Treat it as an assistant, not an oracle
The right mental model is a capable pair programmer, not a source of trading edge. AI can help you express a strategy and debug it. It cannot tell you a strategy will be profitable, and any tool that claims to find profitable strategies for you should be treated with deep suspicion. The edge is your responsibility; the AI helps you build what you design.
Keep a human in the loop
Never let generated code run unreviewed. Read every suggestion, understand what it does, and accept it deliberately. AI-written code can be subtly wrong in ways that are expensive in trading, an off-by-one in a lookback, a sign error in sizing, a misread of an order type.
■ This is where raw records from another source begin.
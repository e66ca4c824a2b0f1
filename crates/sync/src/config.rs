use serde::{Deserialize, Serialize};
use std::collections::BTreeMap;

use tokens_model::{Domain, FileId, FileLayout, Namespace};
use tokens_protocol::{SkipReason, SkippedCollection};

use crate::error::{Result, SyncError};

/// How a source collection is compared against its target file
#[derive(Debug, Clone, Copy, PartialEq, Eq, Hash, Serialize, Deserialize)]
#[serde(rename_all = "kebab-case")]
pub enum RouteKind {
    /// `{family: {shade: v}}` → `primitive.color.family-shade`
    ColorPrimitive,
    /// `{spacing: {N: v}}` → `primitive.spacing-N`
    SpacingPrimitive,
    /// `{radius: {N: v}}` → `primitive.radius-N`
    RadiusPrimitive,
    /// `fontsize.N` / `fontweight.W` → `primitive.font-size-N` / `primitive.font-weight.W`
    TypographyPrimitive,
    SemanticColor,
    /// Like [`RouteKind::Generic`] but unwraps a top-level `radius` key
    SemanticRadius,
    /// Nested walk with key aliases under the file's domain root
    Generic,
    /// Base collection whose content arrives through its mode collections
    Covered,
}

impl RouteKind {
    pub const fn is_primitive(self) -> bool {
        matches!(
            self,
            Self::ColorPrimitive | Self::SpacingPrimitive | Self::RadiusPrimitive | Self::TypographyPrimitive
        )
    }

    /// Layout the target file name must have, when the kind fixes one
    pub const fn expected_layout(self) -> Option<FileLayout> {
        let (namespace, domain) = match self {
            Self::ColorPrimitive => (Namespace::Primitive, Domain::Color),
            Self::SpacingPrimitive => (Namespace::Primitive, Domain::Spacing),
            Self::RadiusPrimitive => (Namespace::Primitive, Domain::Radius),
            Self::TypographyPrimitive => (Namespace::Primitive, Domain::Typography),
            Self::SemanticColor => (Namespace::Semantic, Domain::Color),
            Self::SemanticRadius => (Namespace::Semantic, Domain::Radius),
            Self::Generic | Self::Covered => return None,
        };
        Some(FileLayout { namespace, domain })
    }
}

/// Destination of one source collection
#[derive(Debug, Clone, PartialEq, Eq, Serialize, Deserialize)]
pub struct Route {
    pub package: String,
    #[serde(default)]
    pub file: String,
    pub kind: RouteKind,
}

impl Route {
    fn new(package: &str, file: &str, kind: RouteKind) -> Self {
        Self {
            package: package.to_string(),
            file: file.to_string(),
            kind,
        }
    }
}

/// A route checked against the file naming rules
#[derive(Debug, Clone, PartialEq, Eq)]
pub struct ResolvedRoute {
    pub collection: String,
    pub target: FileId,
    pub kind: RouteKind,
    pub layout: FileLayout,
}

impl ResolvedRoute {
    pub fn domain(&self) -> Domain {
        self.layout.domain
    }

    /// Path from the file root to where this collection's tokens live
    pub fn root(&self) -> Vec<String> {
        self.layout.root()
    }
}

/// Sync configuration; `Default` reproduces the built-in LG routing
#[derive(Debug, Clone, PartialEq, Eq, Serialize, Deserialize)]
#[serde(default)]
pub struct SyncConfig {
    /// Collection name → destination. A `routes` table in a config file
    /// replaces the built-in one.
    pub routes: BTreeMap<String, Route>,

    /// Collection name prefix → package, for semantic color modes without an
    /// explicit route. The remainder of the name is the mode.
    pub semantic_color_prefixes: BTreeMap<String, String>,

    /// Collections that never take part in a sync
    pub excluded_collections: Vec<String>,

    /// Substring marking component collections
    pub component_marker: String,

    /// Source key → target path segments
    pub key_aliases: BTreeMap<String, Vec<String>>,

    /// Package holding the primitive files references point at
    pub primitive_package: String,

    /// Longest reference chain followed before reporting a cycle
    pub max_ref_chain: usize,
}

const PLATFORMS: [(&str, &str, &[&str]); 3] = [
    ("lg.webOS.color.semantic", "webos-tokens", &["dark", "light", "high-contrast"]),
    (
        "lg.web.color.semantic",
        "web-tokens",
        &["mono-white", "mono-black", "lg-brand", "mobile", "web"],
    ),
    (
        "lg.mobile.color.semantic",
        "mobile-tokens",
        &["mono-white", "mono-black", "lg-brand", "mobile", "web"],
    ),
];

const ALIASES: [(&str, &[&str]); 8] = [
    ("inputfield", &["input-field"]),
    ("inputfield-success", &["input-field-success"]),
    ("button_icon", &["button-icon"]),
    ("button_icon-pressed", &["button-icon-pressed"]),
    ("notificationcard", &["notification-card"]),
    ("textfield-disabled", &["text-field-disabled"]),
    ("onbackground", &["on", "background"]),
    ("onsurface", &["on", "surface"]),
];

impl Default for SyncConfig {
    fn default() -> Self {
        let mut routes = BTreeMap::new();
        for (name, file, kind) in [
            ("lg.color.primitive", "color-primitive", RouteKind::ColorPrimitive),
            ("lg.spacing.primitive", "spacing-primitive", RouteKind::SpacingPrimitive),
            ("lg.radius.primitive", "radius-primitive", RouteKind::RadiusPrimitive),
            ("lg.typography.primitive", "typography-primitive", RouteKind::TypographyPrimitive),
        ] {
            routes.insert(name.to_string(), Route::new("core-tokens", file, kind));
        }

        let mut semantic_color_prefixes = BTreeMap::new();
        for (base, package, modes) in PLATFORMS {
            routes.insert(base.to_string(), Route::new(package, "", RouteKind::Covered));
            for mode in modes {
                routes.insert(
                    format!("{base}.{mode}"),
                    Route::new(package, &semantic_color_file(mode), RouteKind::SemanticColor),
                );
            }
            semantic_color_prefixes.insert(format!("{base}."), package.to_string());
        }
        routes.insert(
            "lg.webOS.radius.semantic".to_string(),
            Route::new("webos-tokens", "radius-semantic", RouteKind::SemanticRadius),
        );

        Self {
            routes,
            semantic_color_prefixes,
            excluded_collections: [
                "Documentation",
                "lg.sys.color-common",
                "webOS.spacing",
                "tq.typography",
                "webOS.radius",
            ]
            .into_iter()
            .map(String::from)
            .collect(),
            component_marker: ".component".to_string(),
            key_aliases: ALIASES
                .into_iter()
                .map(|(key, target)| {
                    (
                        key.to_string(),
                        target.iter().map(|s| s.to_string()).collect(),
                    )
                })
                .collect(),
            primitive_package: "core-tokens".to_string(),
            max_ref_chain: tokens_refs::DEFAULT_MAX_CHAIN,
        }
    }
}

/// File name of the semantic color file for a mode (`color-semantic-dark`)
pub fn semantic_color_file(mode: &str) -> String {
    let mode = mode
        .trim()
        .to_lowercase()
        .split_whitespace()
        .collect::<Vec<_>>()
        .join("-");
    format!("color-semantic-{mode}")
}

impl SyncConfig {
    /// Parse TOML; omitted fields keep their defaults
    pub fn from_toml_str(text: &str) -> Result<Self> {
        let config: Self = toml::from_str(text)?;
        config.validate()?;
        Ok(config)
    }

    pub fn validate(&self) -> Result<()> {
        if self.max_ref_chain == 0 {
            return Err(SyncError::Config("max_ref_chain must be > 0".to_string()));
        }
        if self.component_marker.is_empty() {
            return Err(SyncError::Config("component_marker must not be empty".to_string()));
        }
        if self.primitive_package.is_empty() {
            return Err(SyncError::Config("primitive_package must not be empty".to_string()));
        }
        for (key, target) in &self.key_aliases {
            if target.is_empty() || target.iter().any(String::is_empty) {
                return Err(SyncError::Config(format!(
                    "key alias '{key}' must map to non-empty segments"
                )));
            }
        }
        for (collection, route) in &self.routes {
            if route.package.is_empty() {
                return Err(SyncError::Config(format!(
                    "route '{collection}' has no package"
                )));
            }
            if route.kind != RouteKind::Covered {
                check_layout(collection, route)?;
            }
        }
        Ok(())
    }

    /// Where `collection` goes, or why it is skipped
    pub fn route(&self, collection: &str) -> std::result::Result<ResolvedRoute, SkippedCollection> {
        let skip = |reason, detail: Option<String>| SkippedCollection {
            collection: collection.to_string(),
            reason,
            detail,
        };

        if collection.contains(&self.component_marker) {
            return Err(skip(SkipReason::Component, None));
        }
        if self.excluded_collections.iter().any(|name| name == collection) {
            return Err(skip(SkipReason::Excluded, None));
        }

        let route = match self.routes.get(collection) {
            Some(route) if route.kind == RouteKind::Covered => {
                return Err(skip(
                    SkipReason::Covered,
                    Some("handled via mode-specific collections".to_string()),
                ))
            }
            Some(route) => route.clone(),
            None => self
                .semantic_color_prefixes
                .iter()
                .find_map(|(prefix, package)| {
                    let mode = collection.strip_prefix(prefix.as_str())?;
                    (!mode.is_empty()).then(|| {
                        Route::new(package, &semantic_color_file(mode), RouteKind::SemanticColor)
                    })
                })
                .ok_or_else(|| skip(SkipReason::Unmapped, None))?,
        };

        let layout = check_layout(collection, &route)
            .map_err(|err| skip(SkipReason::Unmapped, Some(err.to_string())))?;
        Ok(ResolvedRoute {
            collection: collection.to_string(),
            target: FileId::new(&route.package, &route.file),
            kind: route.kind,
            layout,
        })
    }

    /// Target segments for one source key
    pub fn alias<'a>(&'a self, key: &'a str) -> Vec<&'a str> {
        match self.key_aliases.get(key) {
            Some(target) => target.iter().map(String::as_str).collect(),
            None => vec![key],
        }
    }

    /// `<primitive_package>/<domain>-primitive`
    pub fn primitive_file(&self, domain: Domain) -> FileId {
        FileId::new(&self.primitive_package, format!("{domain}-primitive"))
    }
}

fn check_layout(collection: &str, route: &Route) -> Result<FileLayout> {
    let layout = FileLayout::from_file_name(&route.file).ok_or_else(|| {
        SyncError::Config(format!(
            "route '{collection}' targets '{}', which names no known domain",
            route.file
        ))
    })?;
    match route.kind.expected_layout() {
        Some(expected) if expected != layout => Err(SyncError::Config(format!(
            "route '{collection}' of kind {:?} cannot target '{}'",
            route.kind, route.file
        ))),
        _ => Ok(layout),
    }
}
use tokens_model::{Pointer, Scalar, Token, TokenMap, TokenStore};

use crate::error::{ResolveError, Result};

/// Longest reference chain followed before reporting a cycle
pub const DEFAULT_MAX_CHAIN: usize = 32;

/// Read-only pointer resolution over a loaded package tree
#[derive(Debug, Clone, Copy)]
pub struct Resolver<'a> {
    store: &'a TokenStore,
    max_chain: usize,
}

impl<'a> Resolver<'a> {
    pub fn new(store: &'a TokenStore) -> Self {
        Self {
            store,
            max_chain: DEFAULT_MAX_CHAIN,
        }
    }

    #[must_use]
    pub fn with_max_chain(mut self, max_chain: usize) -> Self {
        self.max_chain = max_chain.max(1);
        self
    }

    /// Follow `pointer` (and any chained references) to a literal
    pub fn resolve(&self, pointer: &str) -> Result<Scalar> {
        let mut current = pointer.to_string();
        for _ in 0..self.max_chain {
            match self.target(&current)? {
                Token::Literal(scalar) => return Ok(scalar.clone()),
                Token::Reference(next) => current = next.pointer.clone(),
                Token::Node(_) => {
                    return Err(ResolveError::PathNotFound {
                        pointer: current,
                        reason: "resolves to a container".to_string(),
                    })
                }
            }
        }
        Err(ResolveError::CycleDetected {
            pointer: pointer.to_string(),
            limit: self.max_chain,
        })
    }

    /// Literal value of any leaf token; containers have none
    pub fn resolve_token(&self, token: &Token) -> Result<Option<Scalar>> {
        match token {
            Token::Literal(scalar) => Ok(Some(scalar.clone())),
            Token::Reference(reference) => self.resolve(&reference.pointer).map(Some),
            Token::Node(_) => Ok(None),
        }
    }

    /// The token a single pointer hop lands on
    pub fn target(&self, pointer: &str) -> Result<&'a Token> {
        let parsed = Pointer::parse(pointer)?;
        let root = self
            .store
            .file(&parsed.package, &parsed.file)
            .ok_or_else(|| ResolveError::FileNotFound {
                pointer: pointer.to_string(),
                package: parsed.package.clone(),
                file: parsed.file.clone(),
            })?;

        parsed.path.iter().try_fold(root, |node, segment| {
            node.get(segment).ok_or_else(|| ResolveError::PathNotFound {
                pointer: pointer.to_string(),
                reason: format!("missing segment '{segment}'"),
            })
        })
    }

    /// Copy of `token` with every resolvable reference replaced by its literal
    pub fn resolve_all(&self, token: &Token) -> Token {
        match token {
            Token::Literal(_) => token.clone(),
            Token::Reference(reference) => match self.resolve(&reference.pointer) {
                Ok(scalar) => Token::Literal(scalar),
                Err(err) => {
                    log::warn!("Leaving unresolved reference in place: {err}");
                    token.clone()
                }
            },
            Token::Node(map) => Token::Node(
                map.iter()
                    .map(|(key, child)| (key.clone(), self.resolve_all(child)))
                    .collect::<TokenMap>(),
            ),
        }
    }
}

/// Resolve one pointer against `store` with the default chain bound
pub fn resolve(pointer: &str, store: &TokenStore) -> Result<Scalar> {
    Resolver::new(store).resolve(pointer)
}
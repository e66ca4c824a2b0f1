//! # Tokens Search
//!
//! Read-only lookup over a loaded package tree: substring search with fuzzy
//! ranking, exact dotted-path lookup and package listing. Every query runs
//! against the [`TokenQuery`] it was asked of; reloading is explicit.

mod category;
mod error;
mod fuzzy;
mod query;

pub use category::Category;
pub use error::{Result, SearchError};
pub use fuzzy::FuzzyScorer;
pub use query::{SearchOptions, TokenQuery, DEFAULT_LIMIT};
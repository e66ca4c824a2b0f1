//! # Tokens Refs
//!
//! Everything that deals with `{"ref": "..."}` leaves.
//!
//! ```text
//! pointer ──► Resolver ──► literal          (follows chains, bounded)
//! primitives ──► build_index ──► ReferenceIndex
//! semantic literals + ReferenceIndex ──► rewrite ──► references
//! ```
//!
//! All operations are pure over a [`tokens_model::TokenStore`] snapshot.

mod error;
mod index;
mod resolver;
mod rewrite;

pub use error::{ResolveError, Result};
pub use index::{build_index, pointer_text, ReferenceIndex};
pub use resolver::{resolve, Resolver, DEFAULT_MAX_CHAIN};
pub use rewrite::{rewrite, Rewritten};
Reviewing a diff before you apply it is the whole game.
Test everything, the same way
AI-assisted code earns no trust shortcut. It goes through the same path as anything else: backtest it (watching for look-ahead and overfitting), paper trade it on a live feed, and only then consider live. If anything, be more skeptical of code you didn’t write line by line.
Watch for overfitting to suggestions
If you keep asking an AI to “make the backtest better,” you can overfit just as surely as by hand-tuning parameters, you’re optimizing against the past through a chat window. Use AI to improve clarity, correctness, and structure, not to chase a higher in-sample return.
Use it where it’s strongest: debugging
Where AI assistance shines is explaining a failure. Handed the real error, the strategy code, and the run’s logs, it can point you at the cause far faster than reading a stack trace cold. That’s grounded, verifiable help, you can check whether the explanation is right.
How Periscøpe approaches it
Periscøpe’s AI assistant is built around these guardrails. It helps you author, review, and debug strategies and returns changes as diffs you approve, it doesn’t edit your code on its own or place trades. Its debugging is grounded in your actual strategy and run context, including a run’s structured issues and logs, so its suggestions are specific and checkable rather than generic. The trading logic, and the judgment, stay with you.